=== Work item ===
All lines in the data below carrying the string "username" are to be located and copied.

=== Working data ===
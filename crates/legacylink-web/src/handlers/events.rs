//! Events and registrations. Only students and alumni organise or attend.

use axum::{
  Form, Json,
  extract::{Path, State, rejection::PathRejection},
  response::{IntoResponse, Redirect, Response},
};
use legacylink_core::{
  authz::authorize_owner,
  event::{NewEvent, Registration, parse_event_date},
  principal::Principal,
  store::CampusStore,
};
use serde::{Deserialize, Serialize};
use serde_json::{Value, json};

use crate::{
  AppState,
  error::{Error, PageResult as _},
  handlers::{home::render_home, path_id, required},
  session::CurrentSession,
};

#[derive(Debug, Deserialize)]
pub struct EventForm {
  #[serde(default)]
  pub title:       String,
  #[serde(default)]
  pub description: String,
  #[serde(default)]
  pub event_date:  String,
  #[serde(default)]
  pub location:    String,
}

#[derive(Debug, Serialize)]
pub struct RegistrationBody {
  pub success:      bool,
  #[serde(flatten)]
  pub registration: Registration,
}

fn new_event(principal: &Principal, form: &EventForm) -> Result<NewEvent, Error> {
  let title = required("Title", &form.title)?;
  let description = required("Description", &form.description)?;
  let location = required("Location", &form.location)?;
  let event_date = parse_event_date(&required("Event date", &form.event_date)?)?;

  Ok(NewEvent {
    title,
    description,
    event_date,
    location,
    organizer: principal.owner(),
    organizer_name: principal.display_name().to_owned(),
    organizer_batch_year: principal.batch_year().unwrap_or(0),
  })
}

/// `POST /create_event`
pub async fn create<S>(
  State(state): State<AppState<S>>,
  session: CurrentSession,
  Form(form): Form<EventForm>,
) -> Response
where
  S: CampusStore + Clone + 'static,
{
  let result = async {
    let principal = session.require_member()?;
    let input = match new_event(principal, &form) {
      Ok(input) => input,
      Err(e @ Error::Validation(_)) => {
        let extra = json!({
          "error": e.to_string(),
          "eventForm": {
            "title": &form.title,
            "description": &form.description,
            "event_date": &form.event_date,
            "location": &form.location,
          },
        });
        return render_home(&state, principal, e.status(), extra).await;
      }
      Err(e) => return Err(e),
    };

    let event = state.store.create_event(input).await.map_err(Error::store)?;
    tracing::debug!(event_id = event.id, "event created");
    Ok(Redirect::to(principal.role().home_path()).into_response())
  }
  .await;
  result.or_form_error(&*state.renderer)
}

/// `DELETE /event/{id}`
pub async fn delete<S>(
  State(state): State<AppState<S>>,
  session: CurrentSession,
  id: Result<Path<i64>, PathRejection>,
) -> Result<Json<Value>, Error>
where
  S: CampusStore + Clone + 'static,
{
  let principal = session.require()?;
  let id = path_id(id, "event")?;
  let owner = state.store.event_owner(id).await.map_err(Error::store)?;
  authorize_owner(principal, owner.as_ref())?;

  state.store.delete_event(id).await.map_err(Error::store)?;
  tracing::info!(event_id = id, key = principal.key(), "event deleted");
  Ok(Json(json!({ "success": true })))
}

async fn ensure_event<S>(state: &AppState<S>, id: i64) -> Result<(), Error>
where
  S: CampusStore + Clone + 'static,
{
  match state.store.event_owner(id).await.map_err(Error::store)? {
    Some(_) => Ok(()),
    None => Err(Error::NotFound("Event not found".into())),
  }
}

/// `POST /event/{id}/register`
pub async fn register<S>(
  State(state): State<AppState<S>>,
  session: CurrentSession,
  id: Result<Path<i64>, PathRejection>,
) -> Result<Json<RegistrationBody>, Error>
where
  S: CampusStore + Clone + 'static,
{
  let principal = session.require_member()?;
  let id = path_id(id, "event")?;
  ensure_event(&state, id).await?;

  let registration = state
    .store
    .register(id, &principal.owner())
    .await
    .map_err(Error::store)?;
  Ok(Json(RegistrationBody { success: true, registration }))
}

/// `POST /event/{id}/unregister`
pub async fn unregister<S>(
  State(state): State<AppState<S>>,
  session: CurrentSession,
  id: Result<Path<i64>, PathRejection>,
) -> Result<Json<RegistrationBody>, Error>
where
  S: CampusStore + Clone + 'static,
{
  let principal = session.require_member()?;
  let id = path_id(id, "event")?;
  ensure_event(&state, id).await?;

  let registration = state
    .store
    .unregister(id, &principal.owner())
    .await
    .map_err(Error::store)?;
  Ok(Json(RegistrationBody { success: true, registration }))
}
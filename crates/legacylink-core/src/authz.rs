//! The authorization gate.
//!
//! Every mutating operation on an owned row goes through
//! [`authorize_owner`]. A missing row and a row owned by somebody else are
//! indistinguishable to the caller.

use crate::{
  Error, Result,
  principal::{Owner, Principal},
};

/// Allow iff `owner` exists and is exactly the principal's (role, key) pair.
pub fn authorize_owner(principal: &Principal, owner: Option<&Owner>) -> Result<()> {
  match owner {
    Some(o) if o.role == principal.role() && o.key == principal.key() => Ok(()),
    _ => Err(Error::Forbidden),
  }
}

/// Validate a password change once the current credential has been checked
/// against the principal's own stored hash.
pub fn authorize_password_change(
  current_verified: bool,
  new_password: &str,
  confirm_password: &str,
) -> Result<()> {
  if !current_verified {
    return Err(Error::Validation("Current password is incorrect".into()));
  }
  if new_password.is_empty() {
    return Err(Error::Validation("New password cannot be empty".into()));
  }
  if new_password.as_bytes() != confirm_password.as_bytes() {
    return Err(Error::Validation("New passwords do not match".into()));
  }
  Ok(())
}
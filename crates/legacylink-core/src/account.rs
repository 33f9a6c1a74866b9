//! Account rows: students, alumni and admins.
//!
//! Password hashes never leave the store through these types; credential
//! checks go through the dedicated `*_password_hash` store methods.

use chrono::{DateTime, Utc};
use serde::{Deserialize, Serialize};

use crate::principal::{Member, Principal, Staff};

#[derive(Debug, Clone, PartialEq, Eq, Serialize, Deserialize)]
pub struct Student {
  pub prn:        String,
  pub name:       String,
  pub department: String,
  pub batch_year: i32,
  pub email:      String,
  pub created_at: DateTime<Utc>,
}

#[derive(Debug, Clone, PartialEq, Eq, Serialize, Deserialize)]
pub struct Alumnus {
  pub prn:              String,
  pub name:             String,
  pub department:       String,
  pub batch_year:       i32,
  pub current_position: String,
  pub company:          String,
  pub location:         String,
  pub email:            String,
  pub created_at:       DateTime<Utc>,
}

#[derive(Debug, Clone, PartialEq, Eq, Serialize, Deserialize)]
pub struct Admin {
  pub username:   String,
  pub name:       String,
  pub created_at: DateTime<Utc>,
}

/// A member row read through a role's directory.
#[derive(Debug, Clone, PartialEq, Eq, Serialize, Deserialize)]
#[serde(tag = "role", rename_all = "lowercase")]
pub enum Profile {
  Student(Student),
  Alumni(Alumnus),
}

impl Profile {
  pub fn prn(&self) -> &str {
    match self {
      Self::Student(s) => &s.prn,
      Self::Alumni(a) => &a.prn,
    }
  }

  /// The session principal for this row.
  pub fn principal(&self) -> Principal {
    match self {
      Self::Student(s) => Principal::Student(Member {
        prn:        s.prn.clone(),
        name:       s.name.clone(),
        batch_year: s.batch_year,
      }),
      Self::Alumni(a) => Principal::Alumni(Member {
        prn:        a.prn.clone(),
        name:       a.name.clone(),
        batch_year: a.batch_year,
      }),
    }
  }
}

impl Admin {
  pub fn principal(&self) -> Principal {
    Principal::Admin(Staff {
      username: self.username.clone(),
      name:     self.name.clone(),
    })
  }
}

// ─── Inputs ──────────────────────────────────────────────────────────────────

/// Input to [`crate::store::CampusStore::add_student`]. The password must
/// already be hashed.
#[derive(Debug, Clone)]
pub struct NewStudent {
  pub prn:           String,
  pub name:          String,
  pub email:         String,
  pub password_hash: String,
  pub department:    String,
  pub batch_year:    i32,
}

#[derive(Debug, Clone)]
pub struct NewAlumnus {
  pub prn:              String,
  pub name:             String,
  pub email:            String,
  pub password_hash:    String,
  pub department:       String,
  pub batch_year:       i32,
  pub current_position: String,
  pub company:          String,
  pub location:         String,
}

#[derive(Debug, Clone)]
pub struct NewAdmin {
  pub username:      String,
  pub name:          String,
  pub password_hash: String,
}

/// Editable alumni profile fields.
#[derive(Debug, Clone, Serialize, Deserialize)]
pub struct AlumniProfileUpdate {
  pub current_position: String,
  pub company:          String,
  pub location:         String,
  pub email:            String,
}

/// Promote every student of `batch_year` into the alumni roster.
#[derive(Debug, Clone)]
pub struct ImportBatch {
  pub batch_year:       i32,
  pub current_position: String,
  pub company:          String,
  pub location:         String,
}

#[derive(Debug, Clone, Copy, PartialEq, Eq, Serialize, Deserialize)]
pub struct ImportReport {
  /// Students of the batch found in the student roster.
  pub matched:  usize,
  pub imported: usize,
  /// Students already present in the alumni roster.
  pub skipped:  usize,
}
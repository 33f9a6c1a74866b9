//! Encoding and decoding helpers between domain types and the plain-text
//! representations stored in SQLite columns.
//!
//! Timestamps are stored as fixed-width RFC 3339 strings (microseconds, `Z`
//! suffix) so that `ORDER BY` on the text column is chronological. Event
//! dates are naive `YYYY-MM-DDTHH:MM:SS` strings. Roles are lowercase words.

use chrono::{DateTime, NaiveDateTime, SecondsFormat, Utc};
use legacylink_core::{
  account::{Admin, Alumnus, Student},
  event::{EVENT_DATE_FORMAT, Event},
  feed::{Comment, Post},
  principal::{Directory, Owner, Role},
};

use crate::{Error, Result};

// ─── DateTime<Utc> ───────────────────────────────────────────────────────────

pub fn encode_dt(dt: DateTime<Utc>) -> String {
  dt.to_rfc3339_opts(SecondsFormat::Micros, true)
}

pub fn decode_dt(s: &str) -> Result<DateTime<Utc>> {
  DateTime::parse_from_rfc3339(s)
    .map(|dt| dt.with_timezone(&Utc))
    .map_err(|e| Error::DateParse(e.to_string()))
}

/// Current time truncated to the stored precision, so values handed back to
/// callers compare equal to what a later read returns.
pub fn now() -> DateTime<Utc> {
  let now = Utc::now();
  DateTime::from_timestamp_micros(now.timestamp_micros()).unwrap_or(now)
}

// ─── Event dates ─────────────────────────────────────────────────────────────

pub fn encode_event_date(dt: NaiveDateTime) -> String {
  dt.format(EVENT_DATE_FORMAT).to_string()
}

pub fn decode_event_date(s: &str) -> Result<NaiveDateTime> {
  NaiveDateTime::parse_from_str(s, EVENT_DATE_FORMAT)
    .map_err(|e| Error::DateParse(e.to_string()))
}

// ─── Roles and directories ───────────────────────────────────────────────────

pub fn encode_role(role: Role) -> &'static str { role.as_str() }

pub fn decode_role(s: &str) -> Result<Role> { Ok(s.parse()?) }

pub fn decode_owner(role: &str, key: String) -> Result<Owner> {
  Ok(Owner { role: decode_role(role)?, key })
}

/// The table backing each member directory. Table names only ever come from
/// this match.
pub fn directory_table(directory: Directory) -> &'static str {
  match directory {
    Directory::Students => "students",
    Directory::Alumni => "alumni",
  }
}

// ─── Counts ──────────────────────────────────────────────────────────────────

pub fn decode_count(n: i64, column: &'static str) -> Result<u64> {
  u64::try_from(n).map_err(|_| Error::NegativeCount(column))
}

// ─── Row types ───────────────────────────────────────────────────────────────

/// Raw values read directly from a `students` row.
pub struct RawStudent {
  pub prn:        String,
  pub name:       String,
  pub email:      String,
  pub department: String,
  pub batch_year: i32,
  pub created_at: String,
}

impl RawStudent {
  pub const COLUMNS: &'static str =
    "prn, name, email, department, batch_year, created_at";

  pub fn from_row(row: &rusqlite::Row<'_>) -> rusqlite::Result<Self> {
    Ok(Self {
      prn:        row.get(0)?,
      name:       row.get(1)?,
      email:      row.get(2)?,
      department: row.get(3)?,
      batch_year: row.get(4)?,
      created_at: row.get(5)?,
    })
  }

  pub fn into_student(self) -> Result<Student> {
    Ok(Student {
      prn:        self.prn,
      name:       self.name,
      department: self.department,
      batch_year: self.batch_year,
      email:      self.email,
      created_at: decode_dt(&self.created_at)?,
    })
  }
}

/// Raw values read directly from an `alumni` row.
pub struct RawAlumnus {
  pub prn:              String,
  pub name:             String,
  pub email:            String,
  pub department:       String,
  pub batch_year:       i32,
  pub current_position: String,
  pub company:          String,
  pub location:         String,
  pub created_at:       String,
}

impl RawAlumnus {
  pub const COLUMNS: &'static str = "prn, name, email, department, batch_year, \
                                     current_position, company, location, created_at";

  pub fn from_row(row: &rusqlite::Row<'_>) -> rusqlite::Result<Self> {
    Ok(Self {
      prn:              row.get(0)?,
      name:             row.get(1)?,
      email:            row.get(2)?,
      department:       row.get(3)?,
      batch_year:       row.get(4)?,
      current_position: row.get(5)?,
      company:          row.get(6)?,
      location:         row.get(7)?,
      created_at:       row.get(8)?,
    })
  }

  pub fn into_alumnus(self) -> Result<Alumnus> {
    Ok(Alumnus {
      prn:              self.prn,
      name:             self.name,
      department:       self.department,
      batch_year:       self.batch_year,
      current_position: self.current_position,
      company:          self.company,
      location:         self.location,
      email:            self.email,
      created_at:       decode_dt(&self.created_at)?,
    })
  }
}

pub struct RawAdmin {
  pub username:   String,
  pub name:       String,
  pub created_at: String,
}

impl RawAdmin {
  pub fn into_admin(self) -> Result<Admin> {
    Ok(Admin {
      username:   self.username,
      name:       self.name,
      created_at: decode_dt(&self.created_at)?,
    })
  }
}

/// Raw values read from a `posts` row, plus the optional per-viewer
/// aggregates selected alongside it.
pub struct RawPost {
  pub id:          i64,
  pub user_type:   String,
  pub user_prn:    String,
  pub author_name: String,
  pub batch_year:  i32,
  pub title:       String,
  pub content:     String,
  pub created_at:  String,
}

impl RawPost {
  pub const COLUMNS: &'static str = "p.id, p.user_type, p.user_prn, p.author_name, \
                                     p.batch_year, p.title, p.content, p.created_at";

  pub fn from_row(row: &rusqlite::Row<'_>) -> rusqlite::Result<Self> {
    Ok(Self {
      id:          row.get(0)?,
      user_type:   row.get(1)?,
      user_prn:    row.get(2)?,
      author_name: row.get(3)?,
      batch_year:  row.get(4)?,
      title:       row.get(5)?,
      content:     row.get(6)?,
      created_at:  row.get(7)?,
    })
  }

  pub fn into_post(self) -> Result<Post> {
    Ok(Post {
      id:          self.id,
      owner:       decode_owner(&self.user_type, self.user_prn)?,
      author_name: self.author_name,
      batch_year:  self.batch_year,
      title:       self.title,
      content:     self.content,
      created_at:  decode_dt(&self.created_at)?,
    })
  }
}

pub struct RawComment {
  pub id:          i64,
  pub post_id:     i64,
  pub user_type:   String,
  pub user_prn:    String,
  pub author_name: String,
  pub comment:     String,
  pub created_at:  String,
}

impl RawComment {
  pub fn from_row(row: &rusqlite::Row<'_>) -> rusqlite::Result<Self> {
    Ok(Self {
      id:          row.get(0)?,
      post_id:     row.get(1)?,
      user_type:   row.get(2)?,
      user_prn:    row.get(3)?,
      author_name: row.get(4)?,
      comment:     row.get(5)?,
      created_at:  row.get(6)?,
    })
  }

  pub fn into_comment(self) -> Result<Comment> {
    Ok(Comment {
      id:          self.id,
      post_id:     self.post_id,
      owner:       decode_owner(&self.user_type, self.user_prn)?,
      author_name: self.author_name,
      comment:     self.comment,
      created_at:  decode_dt(&self.created_at)?,
    })
  }
}

pub struct RawEvent {
  pub id:                   i64,
  pub title:                String,
  pub description:          String,
  pub event_date:           String,
  pub location:             String,
  pub organizer_type:       String,
  pub organizer_prn:        String,
  pub organizer_name:       String,
  pub organizer_batch_year: i32,
  pub created_at:           String,
}

impl RawEvent {
  pub const COLUMNS: &'static str = "e.id, e.title, e.description, e.event_date, \
                                     e.location, e.organizer_type, e.organizer_prn, \
                                     e.organizer_name, e.organizer_batch_year, e.created_at";

  pub fn from_row(row: &rusqlite::Row<'_>) -> rusqlite::Result<Self> {
    Ok(Self {
      id:                   row.get(0)?,
      title:                row.get(1)?,
      description:          row.get(2)?,
      event_date:           row.get(3)?,
      location:             row.get(4)?,
      organizer_type:       row.get(5)?,
      organizer_prn:        row.get(6)?,
      organizer_name:       row.get(7)?,
      organizer_batch_year: row.get(8)?,
      created_at:           row.get(9)?,
    })
  }

  pub fn into_event(self) -> Result<Event> {
    Ok(Event {
      id:                   self.id,
      title:                self.title,
      description:          self.description,
      event_date:           decode_event_date(&self.event_date)?,
      location:             self.location,
      organizer:            decode_owner(&self.organizer_type, self.organizer_prn)?,
      organizer_name:       self.organizer_name,
      organizer_batch_year: self.organizer_batch_year,
      created_at:           decode_dt(&self.created_at)?,
    })
  }
}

=== The answer ===
  pub username:   String,
      username: self.username.clone(),
  pub username:      String,
  pub username:   String,
      username:   self.username,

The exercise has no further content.